Based on methodologies developed in partnership with Trout Unlimited in the Kettle Creek watershed, for example, the Conservancy has identified existing stream conditions that indicate a need for restoration, and coupled those with trout habitat suitability and prediction models to prioritize locations where trout populations are likely to rebound. Remotely sensed-data can identify steep, eroding stream banks and presence of barriers to fish passage like culverts and drop-offs as locations that need restoration. In addition, brook trout suitability models produced by the North Atlantic Landscape Conservation Cooperative and predictive models created by Susquehanna University can indicate where and by how much trout populations would be expected to respond to different restoration scenarios.

The Conservancy and its partners have now selected 7 locations to monitor in-stream conditions where our local partners will be installing BMPs with landowners. Funding from New Pig will ensure successful project implementation. It will also allow the Conservancy and partners to monitor water conditions after management practices are installed to determine project effectiveness. 

This project serves as a key demonstration project to help articulate, validate and showcase the value of high-resolution land cover data in meeting water quality and habitat conservation goals.
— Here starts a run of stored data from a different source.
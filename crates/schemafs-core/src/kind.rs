use serde::{Deserialize, Serialize};

/// Category of a captured DDL object.
///
/// The variant decides the file name prefix and, through [`Self::replay_bucket`],
/// where the file lands in the initial restore order.
#[derive(Debug, Clone, Copy, PartialEq, Eq, Hash, Serialize, Deserialize)]
#[serde(rename_all = "snake_case")]
pub enum SchemaObjectKind {
    Extension,
    Schema,
    Sequence,
    Type,
    Table,
    ForeignKey,
    Function,
    Index,
    Trigger,
    View,
}

impl SchemaObjectKind {
    pub const ALL: [SchemaObjectKind; 10] = [
        SchemaObjectKind::Extension,
        SchemaObjectKind::Schema,
        SchemaObjectKind::Sequence,
        SchemaObjectKind::Type,
        SchemaObjectKind::Table,
        SchemaObjectKind::ForeignKey,
        SchemaObjectKind::Function,
        SchemaObjectKind::Index,
        SchemaObjectKind::Trigger,
        SchemaObjectKind::View,
    ];

    /// File name prefix, including the trailing dot.
    pub fn prefix(self) -> &'static str {
        match self {
            SchemaObjectKind::Extension => "extension.",
            SchemaObjectKind::Schema => "schema.",
            SchemaObjectKind::Sequence => "sequence.",
            SchemaObjectKind::Type => "type.",
            SchemaObjectKind::Table => "table.",
            SchemaObjectKind::ForeignKey => "fk.",
            SchemaObjectKind::Function => "function.",
            SchemaObjectKind::Index => "index.",
            SchemaObjectKind::Trigger => "trigger.",
            SchemaObjectKind::View => "view.",
        }
    }

    /// Position of the kind in the initial replay order. Kinds without a
    /// dedicated bucket share the last one and sort by file name.
    pub fn replay_bucket(self) -> u8 {
        match self {
            SchemaObjectKind::Extension => 0,
            SchemaObjectKind::Schema => 1,
            SchemaObjectKind::Sequence => 2,
            SchemaObjectKind::Type => 3,
            SchemaObjectKind::Table => 4,
            _ => 5,
        }
    }

    pub fn from_file_name(file_name: &str) -> Option<SchemaObjectKind> {
        Self::ALL
            .into_iter()
            .find(|kind| file_name.starts_with(kind.prefix()))
    }
}

/// Bucket of an arbitrary file name; unknown files go to the last bucket.
pub fn replay_bucket_for(file_name: &str) -> u8 {
    SchemaObjectKind::from_file_name(file_name)
        .map(SchemaObjectKind::replay_bucket)
        .unwrap_or(5)
}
The Conservancy has garnered seed money for these efforts with a matching requirement from NFWF. With a matching grant from New Pig, the Conservancy will be able to maintain the project’s momentum in Centre, Clinton, Lycoming, and Huntingdon Counties through 2018. 

Key Project Milestones

• Released the Vision for the Susquehanna River Watershed to the public in partnership with the National Park Service, the Pennsylvania Department of Conservation and Natural Resources, the Susquehanna Heartland Coalition for Environmental Studies, the Susquehanna Greenway Partnership, and the Wildlife Management Institute.

• Distributed approximately 75 copies of the document to partners in the watershed including the Chesapeake Bay Commission, Pennsylvania Land Trust Association, Pennsylvania Department of Environmental Protection, PennVEST, and Trout Unlimited 

• Combined 11 different community-identified wildlife habitat and water quality metrics to rank 6,288 properties in four counties on the basis of high-resolution, precision conservation methodologies (see online tool we developed here). 

• Project partners have completed pre-construction in-stream biological and water chemistry monitoring on six riparian buffer restoration projects installed during Fall 2017.

• Created a landowner outreach tool called Restoration Reports, a web-based outreach tool that helps restoration professionals communicate precision conservation concepts and restoration opportunities to landowners. The tool debuted at the August 2017 Centre County Grange Fair which regularly sees over 10,000 attendees. 

• The Conservancy joined partners from U.S. Fish and Wildlife Service, Habitat Forever, the Foundation for California University of Pennsylvania, Penns Valley Conservation Association, Seven Willows LLC, USDA Natural Resources Conservation Service, and the Chesapeake Bay Foundation, and Susquehanna University in planting a 35-foot wide riparian buffer along a 1,000-foot agriculturally impaired stretch of Elk Creek.

• Ongoing project monitoring

Project Locations

This initiative is focused on the four-county region of Centre, Clinton, Lycoming and Huntingdon Counties in Pennsylvania.